Faraday Rotation Effect of Intracluster Magnetic Field on Cosmic Microwave Background Polarization

TL;DR

This paper investigates how intracluster magnetic fields cause Faraday rotation of CMB polarization, generating detectable B-mode signals and offering a new way to measure magnetic fields in galaxy clusters.

Contribution

It presents a model predicting the Faraday rotation effect on CMB polarization, including the resulting B-mode pattern, and discusses its potential for constraining intracluster magnetic fields.

Findings

Faraday rotation induces a B-mode polarization peak at l≈1000.

The B-mode amplitude can reach ~0.1 μK for B₀=0.1 μG at 10 GHz.
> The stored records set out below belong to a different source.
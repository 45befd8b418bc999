//! One row of the wine dataset.

use std::fmt;

use serde::{Deserialize, Serialize};
use serde_json::{Map, Value};

use crate::gamma::{coerce_number, parse_number};

pub const ALCOHOL: &str = "Alcohol";
pub const MALIC_ACID: &str = "Malic Acid";
pub const ASH: &str = "Ash";
pub const ALCALINITY_OF_ASH: &str = "Alcalinity of ash";
pub const MAGNESIUM: &str = "Magnesium";
pub const TOTAL_PHENOLS: &str = "Total phenols";
pub const FLAVANOIDS: &str = "Flavanoids";
pub const NONFLAVANOID_PHENOLS: &str = "Nonflavanoid phenols";
pub const PROANTHOCYANINS: &str = "Proanthocyanins";
pub const COLOR_INTENSITY: &str = "Color intensity";
pub const HUE: &str = "Hue";
pub const OD280_OD315: &str = "OD280/OD315 of diluted wines";
pub const UNKNOWN: &str = "Unknown";

/// Integer class label used to partition records.
#[derive(Debug, Clone, Copy, PartialEq, Eq, PartialOrd, Ord, Hash, Serialize)]
#[serde(transparent)]
pub struct ClassLabel(pub i64);

impl ClassLabel {
    /// Reads a label from a field value. The value must read as a finite
    /// whole number within `i64` range.
    pub fn from_value(value: &Value) -> Option<Self> {
        let n = parse_number(value)?;
        if n.is_finite() && n.fract() == 0.0 && n.abs() < i64::MAX as f64 {
            Some(ClassLabel(n as i64))
        } else {
            None
        }
    }
}

impl fmt::Display for ClassLabel {
    fn fmt(&self, f: &mut fmt::Formatter<'_>) -> fmt::Result {
        write!(f, "{}", self.0)
    }
}

/// A dataset row: every original field, in source order, as loaded.
///
/// Values may be JSON numbers or text; the typed accessors coerce them
/// with [`coerce_number`].
#[derive(Debug, Clone, Default, PartialEq, Serialize, Deserialize)]
#[serde(transparent)]
pub struct WineRecord {
    fields: Map<String, Value>,
}

impl WineRecord {
    /// Wraps an already-parsed field map.
    pub fn new(fields: Map<String, Value>) -> Self {
        Self { fields }
    }

    /// The raw value of the named field.
    pub fn field(&self, name: &str) -> Option<&Value> {
        self.fields.get(name)
    }

    /// All fields, in source order.
    pub fn fields(&self) -> &Map<String, Value> {
        &self.fields
    }

    /// The named field coerced to a number; missing or unreadable is 0.
    pub fn numeric(&self, name: &str) -> f64 {
        self.field(name).map_or(0.0, coerce_number)
    }

    pub fn ash(&self) -> f64 {
        self.numeric(ASH)
    }

    pub fn hue(&self) -> f64 {
        self.numeric(HUE)
    }

    pub fn magnesium(&self) -> f64 {
        self.numeric(MAGNESIUM)
    }

    pub fn flavanoids(&self) -> f64 {
        self.numeric(FLAVANOIDS)
    }

    /// The class label stored under `class_field`, if it is a whole number.
    pub fn class_label(&self, class_field: &str) -> Option<ClassLabel> {
        self.field(class_field).and_then(ClassLabel::from_value)
    }
}

impl AsRef<WineRecord> for WineRecord {
    fn as_ref(&self) -> &WineRecord {
        self
    }
}

#[cfg(test)]
mod tests {
    use super::*;
    use serde_json::json;

    fn record(value: Value) -> WineRecord {
        serde_json::from_value(value).unwrap()
    }

    #[test]
    fn test_accessors_coerce() {
        let r = record(json!({
            "Ash": "2.43", "Hue": 1.04, "Magnesium": 127, "Flavanoids": "3.06"
        }));
        assert_eq!(r.ash(), 2.43);
        assert_eq!(r.hue(), 1.04);
        assert_eq!(r.magnesium(), 127.0);
        assert_eq!(r.flavanoids(), 3.06);
    }

    #[test]
    fn test_missing_field_is_zero() {
        let r = record(json!({ "Alcohol": 1 }));
        assert_eq!(r.hue(), 0.0);
        assert!(r.field(HUE).is_none());
    }

    #[test]
    fn test_class_label() {
        assert_eq!(record(json!({ "Alcohol": 2 })).class_label(ALCOHOL), Some(ClassLabel(2)));
        assert_eq!(record(json!({ "Alcohol": "3" })).class_label(ALCOHOL), Some(ClassLabel(3)));
        assert_eq!(record(json!({ "Alcohol": 1.0 })).class_label(ALCOHOL), Some(ClassLabel(1)));
    }

    #[test]
    fn test_class_label_rejects_non_integer() {
        assert_eq!(record(json!({ "Alcohol": 14.23 })).class_label(ALCOHOL), None);
        assert_eq!(record(json!({ "Alcohol": "red" })).class_label(ALCOHOL), None);
        assert_eq!(record(json!({})).class_label(ALCOHOL), None);
    }

    #[test]
    fn test_field_order_preserved() {
        let r = record(json!({ "Alcohol": 1, "Malic Acid": 1.71, "Ash": 2.43, "Unknown": 1065 }));
        let keys: Vec<&str> = r.fields().keys().map(String::as_str).collect();
        assert_eq!(keys, [ALCOHOL, MALIC_ACID, ASH, UNKNOWN]);
    }

    #[test]
    fn test_class_label_out_of_range() {
        // 2^63 does not fit in i64
        assert_eq!(ClassLabel::from_value(&json!(9.223372036854775807e18)), None);
        assert_eq!(ClassLabel::from_value(&json!(4_611_686_018_427_387_904_i64)), Some(ClassLabel(1 << 62)));
    }

    #[test]
    fn test_class_label_display() {
        assert_eq!(ClassLabel(3).to_string(), "3");
    }
}
//! # vinostat
//!
//! Class-wise descriptive statistics over a wine-chemistry dataset.
//!
//! Records are grouped by class label, then mean, median and mode are
//! computed per class over two quantities: the `Flavanoids` column and a
//! derived Gamma ratio, `(Ash × Hue) / Magnesium`.
//!
//! ## Modules
//!
//! - [`stats`] — Mean, median and mode over a sample
//! - [`gamma`] — Gamma derivation and lenient numeric coercion
//! - [`record`] — One dataset row and its class label
//! - [`dataset`] — JSON loading and grouping by class
//! - [`report`] — Class-wise tables and their text rendering
//! - [`config`] — TOML report configuration
//! - [`error`] — Error types
//!
//! ## Design Philosophy
//!
//! - **Pure core**: statistics and Gamma are side-effect free and never
//!   mutate their input
//! - **Explicit empty samples**: an empty sample is an error, not NaN
//! - **Lenient coercion**: unreadable numeric fields count as 0
//!
//! ## Example
//! ```
//! use vinostat::config::ReportConfig;
//! use vinostat::dataset::Dataset;
//! use vinostat::record::ClassLabel;
//! use vinostat::report::Report;
//!
//! let ds = Dataset::from_json_str(r#"[
//!     {"Alcohol": 1, "Ash": 2.0, "Hue": 3.0, "Magnesium": 4.0, "Flavanoids": 3.0},
//!     {"Alcohol": 1, "Ash": 2.0, "Hue": 1.0, "Magnesium": 0, "Flavanoids": 1.0}
//! ]"#).unwrap();
//! let report = Report::build(&ds, &ReportConfig::default()).unwrap();
//! assert_eq!(report.flavanoids.get(ClassLabel(1)).unwrap().mean, 2.0);
//! assert_eq!(report.gamma.get(ClassLabel(1)).unwrap().median, 0.75);
//! ```

pub mod config;
pub mod dataset;
pub mod error;
pub mod gamma;
pub mod record;
pub mod report;
pub mod stats;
The effect is frequency-dependent and can be distinguished from primary signals.

Abstract

The observed magnetic field of microgauss strength in clusters of galaxies should induce the Faraday rotation effect on the linearly polarized cosmic microwave background (CMB) radiation when the CMB radiation propagates through a cluster at low redshift. Employing the Press-Schechter prescription for the cluster abundance under the cold dark matter (CDM) scenario and a plausible isothermal $\beta$-model for the gas distribution, we compute angular power spectra of the CMB polarization fields including the Faraday rotation mixing effect under the simple assumption of uniform magnetic field configuration across a cluster. As a result, we find that a parity-odd B-type polarization pattern is statistically generated on the observed sky, even when the primary polarization only contains the parity-even E-mode component, such as in the case of pure scalar perturbations. The generated B-type polarization has a peak with amplitude of $\sim0.1 \mu{\rm K}(B_0/0.1 \mu{\rm G})(\nu_0/10 {\rm GHz})^{-2}$ at angular scales of $l\approx 1000$ for the currently favored adiabatic $\Lambda$CDM model. This result also implies that, if the magnetic field has a $0.5 \mu{\rm G}$ strength and we observe at lower frequencies such as $\nu_0\simlt 5 {\rm GHz}$, the secondary signal due to the Faraday rotation effect could be comparable to the magnitude of the primary polarization. The frequency dependence of the Faraday rotation can be then used to discriminate the effect from primary and other secondary signals on the CMB polarizations. Our results therefore offer a new empirical opportunity to measure or constrain the intracluster magnetic field in the average sense.